*Assignment*
Would you work out how many of the lines below hold "body" and reply with nothing but the number?
::::
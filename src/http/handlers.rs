//! Axum HTTP handlers for the web server
//!
//! Provides the Model Context Protocol endpoint and the liveness and discovery endpoints.

use std::any::Any;

use axum::{
    body::Bytes,
    extract::State,
    http::StatusCode,
    response::{IntoResponse, Response},
    Json,
};
use chrono::{SecondsFormat, Utc};
use serde::Serialize;
use serde_json::Value;
use tracing::{debug, error, warn};

use crate::errors::{panic_message, RpcError};
use crate::logging::RpcMethod;
use crate::mcp::rpc::{decode_request, DecodeError, JsonRpcResponse};
use crate::mcp::server::{handle_json_rpc_request, SUPPORTED_PROTOCOL_VERSION};
use crate::AppState;

pub const SERVICE_NAME: &str = "MCP Demo Server";
pub const MCP_ENDPOINT: &str = "/mcp";

#[derive(Debug, Serialize)]
#[serde(rename_all = "camelCase")]
pub struct HealthResponse {
    pub status: &'static str,
    pub service: &'static str,
    pub version: &'static str,
    pub protocol: &'static str,
    pub protocol_version: &'static str,
    pub transport: &'static str,
    pub mcp_endpoint: &'static str,
    pub timestamp: String,
}

#[derive(Debug, Serialize)]
#[serde(rename_all = "camelCase")]
pub struct DiscoveryResponse {
    pub name: &'static str,
    pub version: &'static str,
    pub mcp_endpoint: &'static str,
}

pub async fn health() -> Json<HealthResponse> {
    Json(HealthResponse {
        status: "healthy",
        service: SERVICE_NAME,
        version: env!("CARGO_PKG_VERSION"),
        protocol: "MCP",
        protocol_version: SUPPORTED_PROTOCOL_VERSION,
        transport: "streamable-http",
        mcp_endpoint: MCP_ENDPOINT,
        timestamp: Utc::now().to_rfc3339_opts(SecondsFormat::Millis, true),
    })
}

pub async fn discovery() -> Json<DiscoveryResponse> {
    Json(DiscoveryResponse {
        name: env!("CARGO_PKG_NAME"),
        version: env!("CARGO_PKG_VERSION"),
        mcp_endpoint: MCP_ENDPOINT,
    })
}

pub async fn mcp_endpoint(State(state): State<AppState>, body: Bytes) -> Response {
    let request = match decode_request(&body) {
        Ok(request) => request,
        Err(err @ DecodeError::Parse(_)) => {
            warn!(error = %err, "rejecting unparseable request body");
            return (
                StatusCode::BAD_REQUEST,
                Json(JsonRpcResponse::failure(Value::Null, &RpcError::Parse)),
            )
                .into_response();
        }
        Err(err) => {
            warn!(error = %err, "rejecting malformed request envelope");
            let id = err.id();
            return (
                StatusCode::OK,
                Json(JsonRpcResponse::failure(id, &RpcError::from(err))),
            )
                .into_response();
        }
    };

    let rpc_method = RpcMethod(request.method.clone());
    let mut response = if request.is_notification() && request.method.starts_with("notifications/") {
        debug!(method = %request.method, "notification acknowledged");
        StatusCode::ACCEPTED.into_response()
    } else {
        let response = handle_json_rpc_request(&state, request).await;
        (StatusCode::OK, Json(response)).into_response()
    };

    response.extensions_mut().insert(rpc_method);
    response
}

/// Answers a panic that escaped the dispatcher. The request id is unrecoverable here, so it is null.
pub fn panic_response(panic: Box<dyn Any + Send + 'static>) -> Response {
    let detail = panic_message(panic.as_ref());
    error!(panic = %detail, "request escaped the dispatcher with a panic");

    (
        StatusCode::INTERNAL_SERVER_ERROR,
        Json(JsonRpcResponse::failure(
            Value::Null,
            &RpcError::internal("Internal error"),
        )),
    )
        .into_response()
}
::::
*Task output*
4